Report: DEA ‘Accidentally’ Paid a Scam Artist $50,000


(Ken Silva, Headline USA) The Drug Enforcement Administration was tricked earlier this year into giving a $50,000 of cryptocurrency to a scam artist posing as someone with the U.S. Marshals Service, according to a report from Forbes.

Citing an FBI search warrant it obtained, Forbes reported Thursday that the DEA seized in May over $500,000 in the dollar-linked cryptocurrency Tether from two Binance accounts it suspected were being used to funnel illegal narcotics proceeds. The funds were placed in DEA-controlled accounts, Forbes said.

Because the funds were cryptocurrency, an online scammer was able to watch the DEA’s movements on the blockchain—a decentralized ledger that records all the transactions of a given cryptocurrency.

According to Forbes, the scammer quickly set up a cryptocurrency address that matched the first five and last four characters of the Marshals account. The swindler tehn “airdropped” the fake address into the DEA’s account by dropping a token into the DEA account so it looked like the test payment made to the Marshals.

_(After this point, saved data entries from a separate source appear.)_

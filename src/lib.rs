//! Blocklist Engine - composable domain filters for content-filtering proxies
//!
//! This library decides whether a domain name is blocked, with support for:
//! - Exact and suffix domain lists (leaf filters)
//! - Negation that keeps track of which list made the underlying decision
//! - Bounded, thread-safe decision caching with selectable cache modes
//! - OR / AND combinators
//! - Declarative filter trees loaded from JSON
//!
//! # Example
//!
//! ```rust
//! use blocklist_engine_r::{
//!     CacheMode, CachingFilter, DomainFilter, DomainListFilter, DomainMatchMode, FilterRef,
//!     NegatingFilter,
//! };
//!
//! // Leaf list: blocks ads.example.com and its subdomains
//! let ads: FilterRef<String> =
//!     DomainListFilter::new(Some(1), "ads", DomainMatchMode::Suffix, ["ads.example.com"]);
//!
//! // Cache blocked decisions in front of the list
//! let root = CachingFilter::new(1024, CacheMode::Blocked, ads.clone()).unwrap();
//!
//! let decision = root.is_blocked(&"cdn.ads.example.com".to_string());
//! assert!(decision.is_blocked());
//! assert!(decision.is_from(&ads)); // the list that caused the block
//!
//! // Negation turns the block list into an allow list
//! let allow = NegatingFilter::new(ads);
//! assert!(allow.is_blocked(&"other.org".to_string()).is_blocked());
//! ```
//!
//! # Filter configuration
//!
//! Trees are usually assembled once at startup from a [`FilterConfig`]:
//!
//! ```text
//! {"type": "cache", "capacity": 4096, "mode": "all",
//!  "child": {"type": "or", "children": [
//!     {"type": "list", "list_id": 1, "name": "ads", "mode": "suffix", "file": "/lists/ads.txt"},
//!     {"type": "not", "child": {"type": "list", "name": "allowed", "domains": ["intranet.lan"]}}
//!  ]}}
//! ```
//!
//! | Type | Fields | Description |
//! |------|--------|-------------|
//! | `list` | `list_id`, `name`, `mode`, `domains`, `file` | Domain list leaf |
//! | `not` | `child` | Inverts the child's verdict |
//! | `cache` | `capacity`, `mode`, `child` | Caches the child's decisions |
//! | `or` | `children` | Blocked if any child blocks |
//! | `and` | `children` | Blocked if every child blocks |

pub mod cache;
pub mod compile;
pub mod error;
pub mod filter;
pub mod matcher;
pub mod parser;
pub mod types;

// Re-export commonly used items
pub use cache::{BoundedCache, LruCacheStore, DEFAULT_SHARD_COUNT};
pub use compile::{compile, FilterConfig};
pub use error::{FilterError, Result};
pub use filter::{
    describe_tree, AndFilter, CachingFilter, DomainFilter, DomainIter, FilterRef, NegatingFilter,
    OrFilter,
};
pub use matcher::{DomainListFilter, DomainMatchMode};
pub use parser::{parse_domains, parse_domains_from_file};
pub use types::{CacheMode, FilterDecision};
//! Bounded concurrent caches for filter decisions.

use std::collections::hash_map::RandomState;
use std::hash::{BuildHasher, Hash};
use std::num::NonZeroUsize;

use lru::LruCache;
use parking_lot::Mutex;

use crate::error::{FilterError, Result};

/// Upper bound on the number of independently locked shards
pub const DEFAULT_SHARD_COUNT: usize = 16;

/// Caches smaller than this per shard are not split further
const MIN_SHARD_CAPACITY: usize = 64;

/// Keyed store with a fixed maximum number of entries.
///
/// Implementations must be safe to use from many threads without external
/// locking and must never hold more than `capacity()` entries.
pub trait BoundedCache<K, V>: Send + Sync {
    fn get(&self, key: &K) -> Option<V>;

    /// Insert or replace an entry, evicting as needed to stay within capacity
    fn put(&self, key: K, value: V);

    /// Number of entries currently stored
    fn len(&self) -> usize;

    fn is_empty(&self) -> bool {
        self.len() == 0
    }

    fn capacity(&self) -> usize;

    fn clear(&self);
}

/// Sharded LRU cache.
///
/// Keys are spread over several `LruCache` shards, each behind its own
/// mutex, so concurrent lookups of different domains rarely contend. Reads
/// refresh recency (access order). The shard capacities add up to exactly the
/// configured capacity.
pub struct LruCacheStore<K, V> {
    shards: Box<[Mutex<LruCache<K, V>>]>,
    hasher: RandomState,
    capacity: usize,
}

impl<K: Hash + Eq, V> LruCacheStore<K, V> {
    /// Create a cache holding at most `capacity` entries.
    pub fn new(capacity: usize) -> Result<Self> {
        let shards = (capacity / MIN_SHARD_CAPACITY).clamp(1, DEFAULT_SHARD_COUNT);
        Self::with_shards(capacity, shards)
    }

    /// Create a cache with an explicit shard count.
    ///
    /// The shard count is clamped to `1..=capacity` so every shard holds at
    /// least one entry.
    pub fn with_shards(capacity: usize, shards: usize) -> Result<Self> {
        if capacity == 0 {
            return Err(FilterError::Config(
                "cache capacity must be positive".to_string(),
            ));
        }

        let shard_count = shards.clamp(1, capacity);
        let base = capacity / shard_count;
        let extra = capacity % shard_count;

        let shards = (0..shard_count)
            .map(|i| {
                let shard_capacity = base + usize::from(i < extra);
                let shard_capacity = NonZeroUsize::new(shard_capacity).unwrap_or(NonZeroUsize::MIN);
                Mutex::new(LruCache::new(shard_capacity))
            })
            .collect();

        Ok(Self {
            shards,
            hasher: RandomState::new(),
            capacity,
        })
    }

    /// Number of shards
    pub fn shard_count(&self) -> usize {
        self.shards.len()
    }

    fn shard(&self, key: &K) -> &Mutex<LruCache<K, V>> {
        let index = (self.hasher.hash_one(key) as usize) % self.shards.len();
        &self.shards[index]
    }
}

impl<K, V> BoundedCache<K, V> for LruCacheStore<K, V>
where
    K: Hash + Eq + Send,
    V: Clone + Send,
{
    fn get(&self, key: &K) -> Option<V> {
        self.shard(key).lock().get(key).cloned()
    }

    fn put(&self, key: K, value: V) {
        self.shard(&key).lock().put(key, value);
    }

    fn len(&self) -> usize {
        self.shards.iter().map(|shard| shard.lock().len()).sum()
    }

    fn capacity(&self) -> usize {
        self.capacity
    }

    fn clear(&self) {
        for shard in self.shards.iter() {
            shard.lock().clear();
        }
    }
}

“The idea here was to basically trick the DEA into thinking the scammer’s address was actually the Marshal’s service’s address. Crypto addresses are so long that people usually just copy and paste instead of typing them fresh each time,” explained Forbes reporter Thomas Brewster.

“The scammer in the DEA case got lucky, as the agency sent just over $55,000 to the scammer in a single transaction,” Brewster said.

“When the Marshals noticed what happened and alerted the DEA, the latter contacted Tether operators to freeze the fake account so the scammer couldn’t withdraw the crypto. But Tether officials said the money had already gone.”

The FBI is now reportedly hot on the scammer’s trail.

Forbes said  investigators haven’t identified the person, but they have found two Gmail accounts he used. They’re hoping Google will have more information on the crypto robber.

“Whoever is behind the hack, they’ve been shifting large sums of Ether in recent months,” Forbes added.

“A search on Etherscan Ethereum blockchain explorer showed the scammer’s wallet currently contained nearly $40,000 in the currency, but that it had received $425,000 since June. In the last three weeks, over $300,000 of that has been moved to seven different wallets.”

The DEA declined to comment, as did the FBI, which filed the warrant and is leading the investigation into the theft.